Highly oxygenated guaiane-type sesquiterpene lactones from Artemisia sacrorum and their antihepatoma activity

The ethanol and EtOAc extracts of Artemisia sacrorum exhibited inhibitory effect against HepG2, Huh7, and SKHep-1 cell lines with inhibitory ratios of 65.5%, 28.1%, 84.6%, and 93.5%, 82.0%, 89.0% at 200 mu g/mL. Twentythree undescribed guaiane-type sesquiterpene lactones, artemisacrolides A-W, were isolated from A. sacrorum under the guidance of antihepatoma activity.
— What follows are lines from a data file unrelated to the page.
// SPDX-License-Identifier: MIT

//! The Director boundary: goal decomposition, pipeline selection,
//! and review verdicts — out of scope for this runtime, consumed here only
//! as the interface the Scheduler (C3) and Event Bus (C4) call into.

use async_trait::async_trait;
use mf_core::{Goal, GoalPlan, Priority, Task};
use thiserror::Error;

#[derive(Debug, Error, Clone, PartialEq, Eq)]
pub enum DirectorError {
    #[error("unknown pipeline template: {0}")]
    UnknownTemplate(String),
    #[error("director error: {0}")]
    Other(String),
}

/// What `Director::start_pipeline` hands back to the caller.
#[derive(Debug, Clone)]
pub struct StartPipelineResult {
    pub definition: mf_core::PipelineDefinition,
    pub run: mf_core::PipelineRun,
    pub tasks: Vec<Task>,
}

#[async_trait]
pub trait Director: Send + Sync {
    async fn start_pipeline(
        &self,
        template_name: &str,
        description: &str,
        priority: Priority,
    ) -> Result<StartPipelineResult, DirectorError>;

    async fn create_goal(
        &self,
        description: &str,
        category: &str,
        priority: Option<Priority>,
    ) -> Result<Goal, DirectorError>;

    async fn decompose_goal(&self, goal: &Goal) -> Result<GoalPlan, DirectorError>;

    async fn plan_goal_tasks(&self, plan: &GoalPlan, goal: &Goal) -> Result<Vec<Task>, DirectorError>;
}
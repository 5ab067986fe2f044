// SPDX-License-Identifier: MIT

//! `marketflow` binary entrypoint. Stays a thin
//! `std::process::exit(...)` shim; all dispatch logic lives in [`run`].

mod cli;
mod exit_error;
mod run;
mod unconfigured;

use clap::Parser;
use cli::Cli;
use exit_error::ExitError;

#[tokio::main]
async fn main() {
    std::process::exit(main_inner().await);
}

async fn main_inner() -> i32 {
    tracing_subscriber::fmt::init();

    let cli = Cli::parse();
    let mode = match cli.mode() {
        Ok(mode) => mode,
        Err(message) => {
            eprintln!("error: {message}");
            return 1;
        }
    };

    match run::run(mode, cli.priority.into(), cli.dry_run).await {
        Ok(()) => 0,
        Err(ExitError { code, message }) => {
            eprintln!("error: {message}");
            code
        }
    }
}
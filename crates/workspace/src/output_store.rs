// SPDX-License-Identifier: MIT

//! Typed artifact persistence: `outputs/{squad}/{skill}/{taskId}.md`.
//!
//! Artifacts are the agent's raw markdown response, stored verbatim —
//! no frontmatter codec, since the file *is* the deliverable a downstream
//! step reads as an input, not an entity with typed fields.

use crate::error::WorkspaceError;
use crate::store::Workspace;

pub fn output_path(squad: &str, skill: &str, task_id: &str) -> String {
    format!("outputs/{squad}/{skill}/{task_id}.md")
}

impl Workspace {
    pub async fn write_output(
        &self,
        squad: &str,
        skill: &str,
        task_id: &str,
        content: &str,
    ) -> Result<String, WorkspaceError> {
        let path = output_path(squad, skill, task_id);
        self.write_file(&path, content).await?;
        Ok(path)
    }

    pub async fn read_output(&self, relative_path: &str) -> Result<String, WorkspaceError> {
        self.read_file(relative_path).await
    }
}

#[cfg(test)]
#[path = "output_store_tests.rs"]
mod tests;
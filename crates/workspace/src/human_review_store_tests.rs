use super::*;
use serde_json::json;

fn sample() -> HumanReviewItem {
    HumanReviewItem {
        id: HumanReviewId::from_string("hrv-xyz"),
        task_id: "copywriting-20260216-abcdef".into(),
        skill: "copywriting".into(),
        created_at_ms: 1_700_000_000_000,
        urgency: Urgency::High,
        status: HumanReviewStatus::Pending,
        escalation_reason: "Two consecutive REVISE verdicts".into(),
        goal_id: Some("goal-abc".into()),
        pipeline_id: Some("run-def".into()),
        feedback_decision: None,
        feedback_reviewer: None,
        resolved_at_ms: None,
        metadata: Some(json!({"attempt": 3})),
        escalation_context: Some(json!({"previous_verdicts": ["REVISE", "REVISE"]})),
        feedback_notes: None,
        revision_instructions: None,
    }
}

#[tokio::test]
async fn write_then_read_round_trips() {
    let dir = tempfile::tempdir().unwrap();
    let ws = Workspace::new(dir.path());
    let item = sample();
    ws.write_human_review(&item).await.unwrap();
    let read_back = ws.read_human_review(&item.id).await.unwrap();
    assert_eq!(read_back, item);
}

#[tokio::test]
async fn update_applies_feedback_atomically() {
    let dir = tempfile::tempdir().unwrap();
    let ws = Workspace::new(dir.path());
    let item = sample();
    ws.write_human_review(&item).await.unwrap();

    let updated = ws
        .update_human_review(&item.id, |i| {
            i.status = HumanReviewStatus::Resolved;
            i.feedback_decision = Some("approved".into());
            i.feedback_reviewer = Some("alice".into());
            i.resolved_at_ms = Some(1_700_000_500_000);
            i.feedback_notes = Some("Looks good now.".into());
            i.revision_instructions = Some("Tighten the CTA.".into());
        })
        .await
        .unwrap();

    assert_eq!(updated.status, HumanReviewStatus::Resolved);

    let read_back = ws.read_human_review(&item.id).await.unwrap();
    assert_eq!(read_back.status, HumanReviewStatus::Resolved);
    assert_eq!(read_back.feedback_decision.as_deref(), Some("approved"));
    assert_eq!(read_back.feedback_notes.as_deref(), Some("Looks good now."));
    assert_eq!(read_back.revision_instructions.as_deref(), Some("Tighten the CTA."));
}

#[tokio::test]
async fn list_human_reviews_returns_all() {
    let dir = tempfile::tempdir().unwrap();
    let ws = Workspace::new(dir.path());
    let mut a = sample();
    a.id = HumanReviewId::from_string("hrv-a");
    let mut b = sample();
    b.id = HumanReviewId::from_string("hrv-b");
    ws.write_human_review(&a).await.unwrap();
    ws.write_human_review(&b).await.unwrap();

    let items = ws.list_human_reviews().await.unwrap();
    assert_eq!(items.len(), 2);
}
Their structures were elucidated by spectral data (HRESIMS, IR, UV, 1D and 2D NMR), ECD calculations, and a single-crystal X-ray diffraction. Artemisacrolides A-U were guaiane-type sesquiterpene lactones possessing alpha-methylene-gamma-lactone and containing acetoxyl groups at C-8, and artemisacrolides V and W represented the first report from the genus Artemisia with a 1,10-rearranged guaianetype sesquiterpene lactone. Antihepatoma assay suggested that artemisacrolides A-U demonstrated better inhibitory activity in Huh7 and SK-Hep-1 cells than those of HepG2 cells. Among them, nine compounds exhibited significant inhibitory activity against Huh7 cells with IC50 values of 8.2-14.3 mu M, superior or equal to that of sorafenib; seven compounds demonstrated obvious activity against SK-Hep-1 cells with IC50 values of 13.5-19.2 mu M, which were equivalent to that of sorafenib. Artemisacrolides B and E were the most active ones in three human hepatoma cell lines with IC50 values of 21.9, 8.2, 16.9 and 22.6, 9.0, 17.3 mu M.